Collected data
=-=-=-=-=

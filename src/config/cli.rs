use crate::utils::error::{AuditError, Result};
use crate::utils::validation::{self, Validate};
use clap::{Args, Parser, Subcommand};
use std::path::PathBuf;

#[derive(Debug, Clone, Parser)]
#[command(name = "canon-audit")]
#[command(about = "Compliance audits, canon URI checks and merge-conflict resolution")]
#[command(version)]
pub struct CliConfig {
    /// Configuration file; `canon-audit.toml` is used when present.
    #[arg(long, global = true)]
    pub config: Option<PathBuf>,

    #[arg(long, global = true, help = "Enable verbose output")]
    pub verbose: bool,

    #[arg(long, global = true, help = "Emit logs as JSON")]
    pub json_logs: bool,

    #[command(subcommand)]
    pub command: Command,
}

#[derive(Debug, Clone, Subcommand)]
pub enum Command {
    /// Audit the configured repositories.
    Audit(AuditArgs),

    /// Validate canon URIs.
    Uri {
        #[arg(required = true)]
        uris: Vec<String>,
    },

    /// Validate document frontmatter.
    Metadata {
        #[arg(required = true)]
        files: Vec<PathBuf>,

        /// Lifecycle status the documents had before this change.
        #[arg(long)]
        previous_status: Option<String>,
    },

    /// Analyze conflict-marked files and resolve what can be resolved safely.
    Resolve {
        #[arg(required = true)]
        files: Vec<PathBuf>,

        /// Write fully resolved files back in place.
        #[arg(long)]
        write: bool,
    },

    /// Bundle export checks.
    Bundle {
        #[command(subcommand)]
        action: BundleCommand,
    },
}

#[derive(Debug, Clone, Args)]
pub struct AuditArgs {
    /// Only audit the repository with this id or name.
    #[arg(long)]
    pub service: Option<String>,

    /// Mark live probes as skipped instead of running them.
    #[arg(long)]
    pub skip_runtime: bool,

    #[arg(long)]
    pub facts_dir: Option<String>,

    /// Write the JSON report here instead of stdout.
    #[arg(long)]
    pub output: Option<String>,

    #[arg(long)]
    pub concurrency: Option<usize>,

    #[arg(long)]
    pub deadline_seconds: Option<u64>,
}

#[derive(Debug, Clone, Subcommand)]
pub enum BundleCommand {
    /// Check configuration, credentials and output directory before an export.
    Preflight {
        #[arg(long)]
        bundle: Option<String>,
    },
    /// Check an exported bundle against its manifest.
    Verify { bundle: String },
}

impl Validate for AuditArgs {
    fn validate(&self) -> Result<()> {
        if let Some(concurrency) = self.concurrency {
            validation::validate_positive_number("--concurrency", concurrency, 1)?;
        }
        if let Some(deadline) = self.deadline_seconds {
            validation::validate_positive_number("--deadline-seconds", deadline as usize, 1)?;
        }
        if let Some(dir) = &self.facts_dir {
            validation::validate_path("--facts-dir", dir)?;
        }
        if let Some(output) = &self.output {
            validation::validate_path("--output", output)?;
        }
        Ok(())
    }
}

impl Validate for CliConfig {
    fn validate(&self) -> Result<()> {
        match &self.command {
            Command::Audit(args) => args.validate(),
            Command::Uri { uris } if uris.is_empty() => Err(AuditError::MissingConfigError {
                field: "uris".to_string(),
            }),
            _ => Ok(()),
        }
    }
}

#[cfg(test)]
mod tests {
    use super::*;

    #[test]
    fn test_parse_audit_flags() {
        let cli = CliConfig::parse_from([
            "canon-audit",
            "--verbose",
            "audit",
            "--skip-runtime",
            "--concurrency",
            "2",
            "--service",
            "chittyid",
        ]);
        assert!(cli.verbose);
        match cli.command {
            Command::Audit(args) => {
                assert!(args.skip_runtime);
                assert_eq!(args.concurrency, Some(2));
                assert_eq!(args.service.as_deref(), Some("chittyid"));
            }
            other => panic!("unexpected command: {other:?}"),
        }
    }

    #[test]
    fn test_zero_concurrency_is_rejected() {
        let cli = CliConfig::parse_from(["canon-audit", "audit", "--concurrency", "0"]);
        assert!(cli.validate().is_err());
    }

    #[test]
    fn test_bundle_verify_takes_positional_bundle() {
        let cli = CliConfig::parse_from(["canon-audit", "bundle", "verify", "governance"]);
        assert!(matches!(
            cli.command,
            Command::Bundle {
                action: BundleCommand::Verify { ref bundle }
            } if bundle == "governance"
        ));
    }
}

=-=-=-=-=

The records above are to be restated word for word.

_RESPONSE AREA_
filename src/config/cli.rs
use crate::utils::error::{AuditError, Result};
use crate::utils::validation::{self, Validate};
use clap::{Args, Parser, Subcommand};
use std::path::PathBuf;

#[derive(Debug, Clone, Parser)]
#[command(name = "canon-audit")]
#[command(about = "Compliance audits, canon URI checks and merge-conflict resolution")]
#[command(version)]
pub struct CliConfig {
    /// Configuration file; `canon-audit.toml` is used when present.
    #[arg(long, global = true)]
    pub config: Option<PathBuf>,

    #[arg(long, global = true, help = "Enable verbose output")]
    pub verbose: bool,

    #[arg(long, global = true, help = "Emit logs as JSON")]
    pub json_logs: bool,

    #[command(subcommand)]
    pub command: Command,
}

#[derive(Debug, Clone, Subcommand)]
pub enum Command {
    /// Audit the configured repositories.
    Audit(AuditArgs),

    /// Validate canon URIs.
    Uri {
        #[arg(required = true)]
        uris: Vec<String>,
    },

    /// Validate document frontmatter.
    Metadata {
        #[arg(required = true)]
        files: Vec<PathBuf>,

        /// Lifecycle status the documents had before this change.
        #[arg(long)]
        previous_status: Option<String>,
    },

    /// Analyze conflict-marked files and resolve what can be resolved safely.
    Resolve {
        #[arg(required = true)]
        files: Vec<PathBuf>,

        /// Write fully resolved files back in place.
        #[arg(long)]
        write: bool,
    },

    /// Bundle export checks.
    Bundle {
        #[command(subcommand)]
        action: BundleCommand,
    },
}

#[derive(Debug, Clone, Args)]
pub struct AuditArgs {
    /// Only audit the repository with this id or name.
    #[arg(long)]
    pub service: Option<String>,

    /// Mark live probes as skipped instead of running them.
    #[arg(long)]
    pub skip_runtime: bool,

    #[arg(long)]
    pub facts_dir: Option<String>,

    /// Write the JSON report here instead of stdout.
    #[arg(long)]
    pub output: Option<String>,

    #[arg(long)]
    pub concurrency: Option<usize>,

    #[arg(long)]
    pub deadline_seconds: Option<u64>,
}

#[derive(Debug, Clone, Subcommand)]
pub enum BundleCommand {
    /// Check configuration, credentials and output directory before an export.
    Preflight {
        #[arg(long)]
        bundle: Option<String>,
    },
    /// Check an exported bundle against its manifest.
    Verify { bundle: String },
}

impl Validate for AuditArgs {
    fn validate(&self) -> Result<()> {
        if let Some(concurrency) = self.concurrency {
            validation::validate_positive_number("--concurrency", concurrency, 1)?;
        }
        if let Some(deadline) = self.deadline_seconds {
            validation::validate_positive_number("--deadline-seconds", deadline as usize, 1)?;
        }
        if let Some(dir) = &self.facts_dir {
            validation::validate_path("--facts-dir", dir)?;
        }
        if let Some(output) = &self.output {
            validation::validate_path("--output", output)?;
        }
        Ok(())
    }
}

impl Validate for CliConfig {
    fn validate(&self) -> Result<()> {
        match &self.command {
            Command::Audit(args) => args.validate(),
            Command::Uri { uris } if uris.is_empty() => Err(AuditError::MissingConfigError {
                field: "uris".to_string(),
            }),
            _ => Ok(()),
        }
    }
}

#[cfg(test)]
mod tests {
    use super::*;

    #[test]
    fn test_parse_audit_flags() {
        let cli = CliConfig::parse_from([
            "canon-audit",
            "--verbose",
            "audit",
            "--skip-runtime",
            "--concurrency",
            "2",
            "--service",
            "chittyid",
        ]);
        assert!(cli.verbose);
        match cli.command {
            Command::Audit(args) => {
                assert!(args.skip_runtime);
                assert_eq!(args.concurrency, Some(2));
                assert_eq!(args.service.as_deref(), Some("chittyid"));
            }
            other => panic!("unexpected command: {other:?}"),
        }
    }

    #[test]
    fn test_zero_concurrency_is_rejected() {
        let cli = CliConfig::parse_from(["canon-audit", "audit", "--concurrency", "0"]);
        assert!(cli.validate().is_err());
    }

    #[test]
    fn test_bundle_verify_takes_positional_bundle() {
        let cli = CliConfig::parse_from(["canon-audit", "bundle", "verify", "governance"]);
        assert!(matches!(
            cli.command,
            Command::Bundle {
                action: BundleCommand::Verify { ref bundle }
            } if bundle == "governance"
        ));
    }
}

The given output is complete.